¿Quién tiene el cohete más largo?

No es una pregunta obscena. Es una tesis política donde dos narcisos hiperdotados, Trump y Musk, heridos en su hombría digital, han protagonizado el drama más esperado del año.
Ambos son ególatras de acción inmediata, criados en la creencia de que su impulso es ley, y su pelea en el barro no ha sido por ideología, ni por dinero, ni por el alma de América, sino por tamaño. Tamaño de cohete, de tuit, de base electoral, de autoestima hipertrofiada y testosterona.
Musk y Trump se pelean como lo harían los dioses antiguos: por orgullo. Por haber sido adorados y luego ignorados. Sin saber gestionar el rechazo ni la contradicción. Son titanes que confunden autoridad con amor y después de flirtear políticamente durante años, su idilio ha estallado como una escena digna de Real Housewives of Silicon Valley.

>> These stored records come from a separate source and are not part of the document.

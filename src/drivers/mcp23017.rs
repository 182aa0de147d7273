//! MCP23017 I/O expander bank driver.
//!
//! The relay coils hang off two MCP23017 chips sharing one I2C bus:
//! chip 0 (0x20) drives relays 1–8, chip 1 (0x21) drives relays 9–12.
//! Every line is an output; SET coils sit on port A, RESET coils on the
//! matching bit of port B.
//!
//! The driver is generic over [`embedded_hal::i2c::I2c`], so it runs
//! against the real `esp-idf-hal` I2C master on target and a mock bus
//! under host tests.  Output latches are shadowed in RAM — the chip is
//! write-only in this design, one register write per line change.
//!
//! A chip that fails its probe is marked not-ready and every later write
//! to it is refused; the board keeps operating on the surviving chip.

use embedded_hal::i2c::I2c;
use log::{error, info};

use crate::error::DriverError;

// MCP23017 register map (BANK=0 addressing).
const REG_IODIRA: u8 = 0x00;
const REG_IODIRB: u8 = 0x01;
const REG_OLATA: u8 = 0x14;
const REG_OLATB: u8 = 0x15;

/// Per-chip bookkeeping: bus address, probe result, OLAT shadow.
#[derive(Debug, Clone, Copy)]
struct Chip {
    addr: u8,
    ready: bool,
    olat: [u8; 2],
}

/// Both expander chips behind one bus handle.
pub struct ExpanderBank<I2C> {
    bus: I2C,
    chips: [Chip; 2],
}

impl<I2C: I2c> ExpanderBank<I2C> {
    pub fn new(bus: I2C, addrs: [u8; 2]) -> Self {
        let chip = |addr| Chip {
            addr,
            ready: false,
            olat: [0; 2],
        };
        Self {
            bus,
            chips: [chip(addrs[0]), chip(addrs[1])],
        }
    }

    /// Probe and configure both chips: every line an output, all low.
    /// A chip that does not respond is marked unreachable and skipped;
    /// at least one reachable chip is not required here — the indicator
    /// surfaces a total outage separately.
    pub fn init(&mut self) {
        for idx in 0..self.chips.len() {
            let addr = self.chips[idx].addr;
            match self.probe_chip(idx) {
                Ok(()) => {
                    self.chips[idx].ready = true;
                    self.chips[idx].olat = [0; 2];
                    info!("expander #{} (0x{:02X}) ready", idx + 1, addr);
                }
                Err(_) => {
                    self.chips[idx].ready = false;
                    error!("expander #{} (0x{:02X}) NOT FOUND", idx + 1, addr);
                }
            }
        }
    }

    /// Whether the chip answered during [`init`](Self::init).
    pub fn is_ready(&self, chip: u8) -> bool {
        self.chips
            .get(chip as usize)
            .is_some_and(|c| c.ready)
    }

    /// Drive one output line (0–7 = port A, 8–15 = port B).
    pub fn write_line(&mut self, chip: u8, line: u8, level: bool) -> Result<(), DriverError> {
        let idx = chip as usize;
        if idx >= self.chips.len() || line >= 16 {
            return Err(DriverError::BusFault);
        }
        if !self.chips[idx].ready {
            return Err(DriverError::ExpanderUnavailable { chip });
        }

        let port = (line / 8) as usize;
        let bit = 1u8 << (line % 8);
        let mut olat = self.chips[idx].olat[port];
        if level {
            olat |= bit;
        } else {
            olat &= !bit;
        }

        let reg = if port == 0 { REG_OLATA } else { REG_OLATB };
        self.write_reg(idx, reg, olat)?;
        self.chips[idx].olat[port] = olat;
        Ok(())
    }

    /// Direction + latch setup; any NAK marks the chip dead.
    fn probe_chip(&mut self, idx: usize) -> Result<(), DriverError> {
        for reg in [REG_IODIRA, REG_IODIRB, REG_OLATA, REG_OLATB] {
            self.write_reg(idx, reg, 0x00)?;
        }
        Ok(())
    }

    fn write_reg(&mut self, idx: usize, reg: u8, value: u8) -> Result<(), DriverError> {
        let addr = self.chips[idx].addr;
        self.bus
            .write(addr, &[reg, value])
            .map_err(|_| DriverError::BusFault)
    }
}

#[cfg(test)]
mod tests {
    use super::*;
    use embedded_hal::i2c::{ErrorKind, ErrorType, Operation};

    /// Records register writes; addresses listed in `dead` never ACK.
    struct MockBus {
        writes: Vec<(u8, u8, u8)>, // (addr, reg, value)
        dead: Vec<u8>,
    }

    impl MockBus {
        fn new() -> Self {
            Self {
                writes: Vec::new(),
                dead: Vec::new(),
            }
        }
    }

    impl ErrorType for MockBus {
        type Error = ErrorKind;
    }

    impl I2c for MockBus {
        fn transaction(
            &mut self,
            address: u8,
            operations: &mut [Operation<'_>],
        ) -> Result<(), Self::Error> {
            if self.dead.contains(&address) {
                return Err(ErrorKind::NoAcknowledge(
                    embedded_hal::i2c::NoAcknowledgeSource::Address,
                ));
            }
            for op in operations {
                if let Operation::Write(bytes) = op {
                    assert_eq!(bytes.len(), 2, "register writes are [reg, value]");
                    self.writes.push((address, bytes[0], bytes[1]));
                }
            }
            Ok(())
        }
    }

    fn bank() -> ExpanderBank<MockBus> {
        let mut bank = ExpanderBank::new(MockBus::new(), [0x20, 0x21]);
        bank.init();
        bank
    }

    #[test]
    fn init_configures_both_chips_as_outputs() {
        let bank = bank();
        assert!(bank.is_ready(0));
        assert!(bank.is_ready(1));
        let iodir: Vec<_> = bank
            .bus
            .writes
            .iter()
            .filter(|(_, reg, _)| *reg == REG_IODIRA || *reg == REG_IODIRB)
            .collect();
        assert_eq!(iodir.len(), 4);
        assert!(iodir.iter().all(|(_, _, v)| *v == 0x00));
    }

    #[test]
    fn dead_chip_is_marked_unreachable() {
        let mut bus = MockBus::new();
        bus.dead.push(0x21);
        let mut bank = ExpanderBank::new(bus, [0x20, 0x21]);
        bank.init();
        assert!(bank.is_ready(0));
        assert!(!bank.is_ready(1));
        assert!(matches!(
            bank.write_line(1, 0, true),
            Err(DriverError::ExpanderUnavailable { chip: 1 })
        ));
    }

    #[test]
    fn write_line_sets_single_bit_in_shadow() {
        let mut bank = bank();
        bank.bus.writes.clear();

        bank.write_line(0, 2, true).unwrap();
        assert_eq!(bank.bus.writes.last(), Some(&(0x20, REG_OLATA, 0b0000_0100)));

        // Second line on the same port keeps the first bit.
        bank.write_line(0, 5, true).unwrap();
        assert_eq!(bank.bus.writes.last(), Some(&(0x20, REG_OLATA, 0b0010_0100)));

        bank.write_line(0, 2, false).unwrap();
        assert_eq!(bank.bus.writes.last(), Some(&(0x20, REG_OLATA, 0b0010_0000)));
    }

    #[test]
    fn port_b_lines_target_olatb() {
        let mut bank = bank();
        bank.bus.writes.clear();
        bank.write_line(1, 9, true).unwrap();
        assert_eq!(bank.bus.writes.last(), Some(&(0x21, REG_OLATB, 0b0000_0010)));
    }

    #[test]
    fn invalid_chip_or_line_is_a_bus_fault() {
        let mut bank = bank();
        assert!(matches!(bank.write_line(2, 0, true), Err(DriverError::BusFault)));
        assert!(matches!(bank.write_line(0, 16, true), Err(DriverError::BusFault)));
    }
}
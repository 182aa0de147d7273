//! Transport→control-loop plumbing.
//!
//! Two static, allocation-free queues bridge callback contexts (WebSocket
//! handler task, SNTP callback, WiFi events) into the single-threaded
//! control loop:
//!
//! - a lock-free SPSC ring of [`Event`] notifications (payload-free), and
//! - a bounded mailbox of raw command frames awaiting JSON decode.
//!
//! The loop drains both between ticks, which is what guarantees command
//! handling never interleaves with a tick in progress.
//!
//! ```text
//! ┌──────────────┐  Event / frame   ┌──────────────┐
//! │ ws handler   │────────────────▶│              │
//! │ sntp cb      │────────────────▶│  Control loop │
//! │ wifi events  │────────────────▶│  (consumer)   │
//! └──────────────┘                  └──────────────┘
//! ```

use core::sync::atomic::{AtomicU8, Ordering};

use embassy_sync::blocking_mutex::raw::CriticalSectionRawMutex;
use embassy_sync::channel::Channel;

/// Maximum number of pending notifications.
/// Power of 2 for efficient ring buffer modulo.
const EVENT_QUEUE_CAP: usize = 16;

/// Largest accepted inbound command frame.
pub const MAX_FRAME_LEN: usize = 512;

/// Mailbox depth for raw command frames.
const FRAME_DEPTH: usize = 8;

/// Payload-free notifications from callback contexts.
#[derive(Debug, Clone, Copy, PartialEq, Eq)]
#[repr(u8)]
pub enum Event {
    /// An observer attached; it has already been sent its first snapshot.
    ObserverConnected = 0,
    ObserverDisconnected = 1,
    /// SNTP completed its first successful sync.
    TimeSynced = 2,
    NetworkConnected = 3,
    NetworkLost = 4,
}

// ── Lock-free SPSC ring ───────────────────────────────────────
//
// Callback contexts write (produce), the control loop reads (consume).
// Atomic head/tail indices over a static byte buffer; no locking.

static EVENT_HEAD: AtomicU8 = AtomicU8::new(0);
static EVENT_TAIL: AtomicU8 = AtomicU8::new(0);
// SAFETY: one producer side (callback context), one consumer (main loop);
// the acquire/release pairing on head/tail serialises buffer access.
static mut EVENT_BUFFER: [u8; EVENT_QUEUE_CAP] = [0; EVENT_QUEUE_CAP];

/// Push a notification.  Lock-free; returns `false` when the ring is
/// full and the event was dropped.
pub fn push_event(event: Event) -> bool {
    let head = EVENT_HEAD.load(Ordering::Relaxed);
    let tail = EVENT_TAIL.load(Ordering::Acquire);
    let next_head = (head + 1) % EVENT_QUEUE_CAP as u8;

    if next_head == tail {
        return false; // Ring full — drop.
    }

    // SAFETY: single producer; slot `head` is not visible to the consumer
    // until the store below publishes it.
    unsafe {
        EVENT_BUFFER[head as usize] = event as u8;
    }

    EVENT_HEAD.store(next_head, Ordering::Release);
    true
}

/// Pop the next notification (main loop only).
pub fn pop_event() -> Option<Event> {
    let tail = EVENT_TAIL.load(Ordering::Relaxed);
    let head = EVENT_HEAD.load(Ordering::Acquire);

    if tail == head {
        return None; // Empty.
    }

    // SAFETY: single consumer; the acquire load above ordered this read
    // after the producer's buffer write.
    let raw = unsafe { EVENT_BUFFER[tail as usize] };
    EVENT_TAIL.store((tail + 1) % EVENT_QUEUE_CAP as u8, Ordering::Release);

    event_from_u8(raw)
}

/// Drain all pending notifications into a callback, FIFO order.
pub fn drain_events(mut handler: impl FnMut(Event)) {
    while let Some(event) = pop_event() {
        handler(event);
    }
}

fn event_from_u8(raw: u8) -> Option<Event> {
    match raw {
        0 => Some(Event::ObserverConnected),
        1 => Some(Event::ObserverDisconnected),
        2 => Some(Event::TimeSynced),
        3 => Some(Event::NetworkConnected),
        4 => Some(Event::NetworkLost),
        _ => None,
    }
}

// ── Command frame mailbox ─────────────────────────────────────

/// Raw inbound frame, exactly as received from the transport.
pub type CommandFrame = heapless::Vec<u8, MAX_FRAME_LEN>;

/// Inbound frames: transport callback → control loop.
static FRAME_MAILBOX: Channel<CriticalSectionRawMutex, CommandFrame, FRAME_DEPTH> = Channel::new();

/// Enqueue a raw command frame.  Oversized or overflowing frames are
/// dropped — the permissive-drop policy applies before decode, too.
pub fn push_frame(data: &[u8]) -> bool {
    let Ok(frame) = CommandFrame::from_slice(data) else {
        log::warn!("command frame over {} bytes dropped", MAX_FRAME_LEN);
        return false;
    };
    if FRAME_MAILBOX.try_send(frame).is_err() {
        log::warn!("command mailbox full, frame dropped");
        return false;
    }
    true
}

/// Take the next pending frame, if any (main loop only).
pub fn pop_frame() -> Option<CommandFrame> {
    FRAME_MAILBOX.try_receive().ok()
}

#[cfg(test)]
mod tests {
    // Links the std critical-section implementation for the mailbox.
    use critical_section as _;

    use super::*;

    // The statics are shared across the test binary; run everything in
    // one test to keep the queues' state deterministic.
    #[test]
    fn ring_and_mailbox_fifo_and_overflow() {
        while pop_event().is_some() {}
        while pop_frame().is_some() {}

        assert!(push_event(Event::ObserverConnected));
        assert!(push_event(Event::TimeSynced));
        assert_eq!(pop_event(), Some(Event::ObserverConnected));
        assert_eq!(pop_event(), Some(Event::TimeSynced));
        assert_eq!(pop_event(), None);

        // Ring holds CAP-1 entries; the next push reports a drop.
        for _ in 0..EVENT_QUEUE_CAP - 1 {
            assert!(push_event(Event::NetworkLost));
        }
        assert!(!push_event(Event::NetworkLost));
        let mut drained = 0;
        drain_events(|_| drained += 1);
        assert_eq!(drained, EVENT_QUEUE_CAP - 1);

        assert!(push_frame(br#"{"cmd":"alloff"}"#));
        let frame = pop_frame().unwrap();
        assert_eq!(frame.as_slice(), br#"{"cmd":"alloff"}"#);
        assert!(pop_frame().is_none());

        // Oversized frames never enter the mailbox.
        let big = [b'x'; MAX_FRAME_LEN + 1];
        assert!(!push_frame(&big));
        assert!(pop_frame().is_none());
    }
}
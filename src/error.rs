//! Unified error types for the RailBoard firmware.
//!
//! A single `Error` enum that every subsystem can convert into, keeping the
//! top-level control loop's error handling uniform.  All variants are `Copy`
//! so they can be passed around without allocation.
//!
//! Note the deliberate asymmetry in the relay path: an out-of-range channel
//! index is *not* an error (permissive-drop, the call is a silent no-op),
//! while an unreachable expander chip *is* — the driver must never claim a
//! state change that did not reach the hardware.

use core::fmt;

// ---------------------------------------------------------------------------
// Top-level firmware error
// ---------------------------------------------------------------------------

/// Every fallible operation in the firmware funnels into this type.
#[derive(Debug, Clone, Copy, PartialEq, Eq)]
pub enum Error {
    /// A relay/expander driver operation failed.
    Driver(DriverError),
    /// Peripheral initialisation failed.
    Init(&'static str),
    /// Configuration is invalid or could not be loaded.
    Config(&'static str),
}

impl fmt::Display for Error {
    fn fmt(&self, f: &mut fmt::Formatter<'_>) -> fmt::Result {
        match self {
            Self::Driver(e) => write!(f, "driver: {e}"),
            Self::Init(msg) => write!(f, "init: {msg}"),
            Self::Config(msg) => write!(f, "config: {msg}"),
        }
    }
}

// ---------------------------------------------------------------------------
// Relay / expander driver errors
// ---------------------------------------------------------------------------

#[derive(Debug, Clone, Copy, PartialEq, Eq)]
pub enum DriverError {
    /// The expander chip backing this channel did not respond on the bus.
    /// The channel's commanded state is left unchanged.
    ExpanderUnavailable { chip: u8 },
    /// An I2C transaction failed mid-write.
    BusFault,
}

impl fmt::Display for DriverError {
    fn fmt(&self, f: &mut fmt::Formatter<'_>) -> fmt::Result {
        match self {
            Self::ExpanderUnavailable { chip } => {
                write!(f, "expander #{} unreachable", chip + 1)
            }
            Self::BusFault => write!(f, "I2C bus fault"),
        }
    }
}

impl From<DriverError> for Error {
    fn from(e: DriverError) -> Self {
        Self::Driver(e)
    }
}

// ---------------------------------------------------------------------------
// Convenience Result alias
// ---------------------------------------------------------------------------

/// Firmware-wide `Result` alias.
pub type Result<T> = core::result::Result<T, Error>;
//! Channel state model.
//!
//! One [`Channel`] per input/output pair, owned exclusively by the
//! [`ChannelStore`].  The store is plain data — it never touches
//! hardware.  All mutation flows through the relay driver, the input
//! scanner, the auto-off sweep, or the command handler, which the
//! control loop serialises onto a single logical thread.

use crate::config::BoardConfig;
use crate::pins::NUM_CHANNELS;

/// Runtime state of one input/output channel pair.
#[derive(Debug, Clone, Copy, Default)]
pub struct Channel {
    /// Current commanded relay state.
    pub relay_on: bool,
    /// Latest observed input level (updated on edges only).
    pub input_raw: bool,
    /// Previous raw sample — edge-detection scratch, updated every tick.
    pub input_raw_prev: bool,
    /// Relay toggled by a rising edge on this input, if mapped.
    pub input_mapping: Option<u8>,
    /// Auto-off delay in seconds; 0 disables the timer.
    pub auto_off_secs: u32,
    /// Uptime at which the relay last turned on.  Present iff the relay
    /// is on and was switched through the driver's on-path; cleared on
    /// turn-off and absent after a restart.
    pub relay_on_since_ms: Option<u64>,
}

/// The twelve channel records plus bulk queries over them.
pub struct ChannelStore {
    channels: [Channel; NUM_CHANNELS],
}

impl ChannelStore {
    /// Build the store from persisted configuration.  Runtime state is
    /// zeroed: every relay off, no retained timers, inputs low.
    pub fn from_config(config: &BoardConfig) -> Self {
        let mut channels = [Channel::default(); NUM_CHANNELS];
        for (ch, slot) in channels.iter_mut().enumerate() {
            slot.input_mapping = config.input_mapping[ch].filter(|&m| (m as usize) < NUM_CHANNELS);
            slot.auto_off_secs = config.auto_off_secs[ch];
        }
        Self { channels }
    }

    pub fn get(&self, ch: usize) -> Option<&Channel> {
        self.channels.get(ch)
    }

    pub fn get_mut(&mut self, ch: usize) -> Option<&mut Channel> {
        self.channels.get_mut(ch)
    }

    pub fn iter(&self) -> impl Iterator<Item = &Channel> {
        self.channels.iter()
    }

    /// Relay bookkeeping after a successful coil pulse.  Returns whether
    /// the logical state actually changed.
    pub fn record_relay(&mut self, ch: usize, on: bool, now_ms: u64) -> bool {
        let Some(slot) = self.channels.get_mut(ch) else {
            return false;
        };
        let changed = slot.relay_on != on;
        slot.relay_on = on;
        slot.relay_on_since_ms = on.then_some(now_ms);
        changed
    }

    pub fn relay_on(&self, ch: usize) -> bool {
        self.channels.get(ch).is_some_and(|c| c.relay_on)
    }

    pub fn any_relay_on(&self) -> bool {
        self.channels.iter().any(|c| c.relay_on)
    }

    /// Update an input mapping.  The target has already been range-checked
    /// by the command handler; `None` unmaps the input.
    pub fn set_mapping(&mut self, input: usize, output: Option<u8>) {
        if let Some(slot) = self.channels.get_mut(input) {
            slot.input_mapping = output;
        }
    }

    pub fn set_auto_off(&mut self, ch: usize, secs: u32) {
        if let Some(slot) = self.channels.get_mut(ch) {
            slot.auto_off_secs = secs;
        }
    }

    /// Seconds until the auto-off timer fires, rounded up.  0 whenever the
    /// relay is off, no timer is configured, or no deadline is running —
    /// recomputed on demand for snapshots, never stored.
    pub fn remaining_auto_off_secs(&self, ch: usize, now_ms: u64) -> u32 {
        let Some(slot) = self.channels.get(ch) else {
            return 0;
        };
        if !slot.relay_on || slot.auto_off_secs == 0 {
            return 0;
        }
        let Some(since) = slot.relay_on_since_ms else {
            return 0;
        };
        let total_ms = u64::from(slot.auto_off_secs) * 1000;
        let elapsed_ms = now_ms.saturating_sub(since);
        if elapsed_ms >= total_ms {
            return 0;
        }
        ((total_ms - elapsed_ms).div_ceil(1000)) as u32
    }

    /// Persisted view of the store (mapping + timers).
    pub fn to_config(&self, tick_interval_ms: u32) -> BoardConfig {
        let mut config = BoardConfig {
            tick_interval_ms,
            ..BoardConfig::default()
        };
        for (ch, slot) in self.channels.iter().enumerate() {
            config.input_mapping[ch] = slot.input_mapping;
            config.auto_off_secs[ch] = slot.auto_off_secs;
        }
        config
    }
}
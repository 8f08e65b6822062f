use std::time::Duration;

use colored::*;

use ipvet_common::config::Config;
use ipvet_common::reputation::{Outcome, PLACEHOLDER};
use ipvet_core::batch::{NO_CANDIDATES_MSG, RunSnapshot};

pub const TOTAL_WIDTH: usize = 96;

const IP_W: usize = 16;
const SCORE_W: usize = 12;
const COUNTRY_W: usize = 22;
const ISP_W: usize = 30;

pub fn header(msg: &str, q_level: u8) {
    if q_level > 0 {
        return;
    }

    let formatted: String = format!("⟦ {} ⟧", msg);
    let msg_len: usize = formatted.chars().count();

    let dash_count: usize = TOTAL_WIDTH.saturating_sub(msg_len);
    let left: usize = dash_count / 2;
    let right: usize = dash_count - left;

    println!(
        "{}{}{}",
        "─".repeat(left).bright_black(),
        formatted.to_uppercase().bright_green(),
        "─".repeat(right).bright_black(),
    );
}

/// Renders the final run: result table, error panel, timed summary.
pub fn report(snapshot: &RunSnapshot, total_time: Duration, cfg: &Config) {
    if snapshot.total == 0 {
        header("NO RESULTS", cfg.quiet);
        println!("{}", NO_CANDIDATES_MSG.yellow());
        return;
    }

    header("Reputation Results", cfg.quiet);

    if cfg.quiet < 2 {
        print_table(&snapshot.outcomes);
    }
    print_errors(&snapshot.errors);
    print_summary(snapshot, total_time);
}

fn print_table(outcomes: &[Outcome]) {
    println!(
        "{}{}{}{}{}",
        pad("IP ADDRESS", IP_W).bold(),
        pad("ABUSE SCORE", SCORE_W).bold(),
        pad("COUNTRY", COUNTRY_W).bold(),
        pad("ISP", ISP_W).bold(),
        "DOMAIN".bold(),
    );
    println!("{}", "─".repeat(TOTAL_WIDTH).bright_black());

    for outcome in outcomes {
        match outcome {
            Outcome::Success(record) => {
                println!(
                    "{}{}{}{}{}",
                    pad(&record.ip_address, IP_W),
                    score_cell(record.abuse_confidence_score),
                    pad(record.country_name.as_deref().unwrap_or(PLACEHOLDER), COUNTRY_W),
                    pad(record.isp.as_deref().unwrap_or(PLACEHOLDER), ISP_W),
                    record.domain.as_deref().unwrap_or(PLACEHOLDER),
                );
            }
            Outcome::Failure { ip, reason } => {
                println!(
                    "{}{}{}{}{}",
                    pad(ip, IP_W).red(),
                    pad(PLACEHOLDER, SCORE_W).red(),
                    pad(PLACEHOLDER, COUNTRY_W).red(),
                    pad(reason, ISP_W).red(),
                    PLACEHOLDER.red(),
                );
            }
        }
    }
}

/// Pads before coloring, so ANSI escapes never skew column widths.
/// Values wider than their column are truncated with an ellipsis.
fn pad(value: &str, width: usize) -> String {
    let max = width.saturating_sub(2);
    if value.chars().count() > max {
        let mut cell: String = value.chars().take(max.saturating_sub(1)).collect();
        cell.push('…');
        format!("{cell:<width$}")
    } else {
        format!("{value:<width$}")
    }
}

/// Same thresholds the reputation service uses for its own UI: 80+ is
/// malicious, 50+ suspicious.
fn score_cell(score: Option<i64>) -> ColoredString {
    let Some(score) = score else {
        return pad(PLACEHOLDER, SCORE_W).normal();
    };

    let cell = pad(&score.to_string(), SCORE_W);
    match score {
        s if s >= 80 => cell.red().bold(),
        s if s >= 50 => cell.yellow(),
        _ => cell.green(),
    }
}

fn print_errors(errors: &[String]) {
    if errors.is_empty() {
        return;
    }

    println!();
    for error in errors {
        println!("{} {}", "[-]".red().bold(), error.red());
    }
}

fn print_summary(snapshot: &RunSnapshot, total_time: Duration) {
    let failed = snapshot.outcomes.iter().filter(|o| o.is_failure()).count();

    let checked: ColoredString = format!("{} addresses", snapshot.total).bold().green();
    let failures: ColoredString = match failed {
        0 => "no failures".normal(),
        n => format!("{n} failed").bold().red(),
    };
    let elapsed: ColoredString = format!("{:.2}s", total_time.as_secs_f64()).bold().yellow();

    println!();
    println!("Check complete: {checked} processed, {failures}, in {elapsed}");
}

Todo empezó cuando Musk se desmarcó de Trump y dejó de fingir admiración, algo que Trump procesa como si su ex le hubiera dejado por una modelo de 19 años, «devuélveme las llaves, la cafetera y el perro, o quemo la casa»… Musk insinúa que Trump era parte de la lista Epstein —una forma moderna de decir «muérete, cortado en mil pedazos»— y Trump, estilo narco afectivo, responde con la amenaza de quitarle los contratos federales, Tesla, SpaceX y demás juguetes caros de Elon, como quien le cancela a su ex marido el Netflix familiar: «Si no eres mío, no serás de nadie».
Trump como el padrino vengativo que usa al Estado como bate de béisbol. Musk, como el magnate errático capaz de anunciar el desmantelamiento de una nave espacial porque está de bajón, por despecho, como quien rompe un Picasso tras una discusión.
Y todo esto, en abierto. Porque las redes sociales son sus rings de boxeo emocional, donde no hay asesores, ni filtros, ni lógica, solo impulsos, teclazos y seguidores sedientos de sangre y vísceras. Negocios en la cuerda floja. Daño político. El movimiento MAGA fracturado. El Partido Republicano temblando. La derecha sin saber si seguir al profeta original o al tecnócrata libertario que promete otro paraíso con cohetes donde Elon Musk es liberal. Trump, no. Pero eso es lo de menos. Lo que tienen en común es su pintoresco historial afectivo: Trump, casado tres veces, siempre con mujeres espectaculares en formato trophy wife. Musk, de Grimes a Amber Heard pasando por Talulah Riley (dos veces), con una vida sentimental tan errática como sus declaraciones bursátiles. Ambos son adictos al drama romántico, a la intensidad. No sorprende que hayan celebrado la acción de la testosterona como en su propia Isla de las Tentaciones.
Cuando mezclas vanidad descabalgada, privilegio infinito, dos hombres y 280 caracteres, el resultado no es política: es circo romano en streaming. El mando absoluto no eleva, embrutece. No importa cuántos millones ganes o qué empresa fundes: si tienes que resolver tus frustraciones en X, no has salido emocionalmente del instituto.
Que sí… Las mujeres también somos deleznables. Pero no nos peleamos así. La mujer está entrenada para el veneno subrepticio y la agresividad pasiva. El hombre, para partirse la cornamenta en público.
Y mientras tanto, el pequeño X AE A-Xii Musk se queda sin cumpleaños en Mar-a-Lago.
Alguien debería explicarle que en las guerras de machos alfa no hay ganadores, solo ruinas humeantes y que el poder es solo otra forma de berrinche.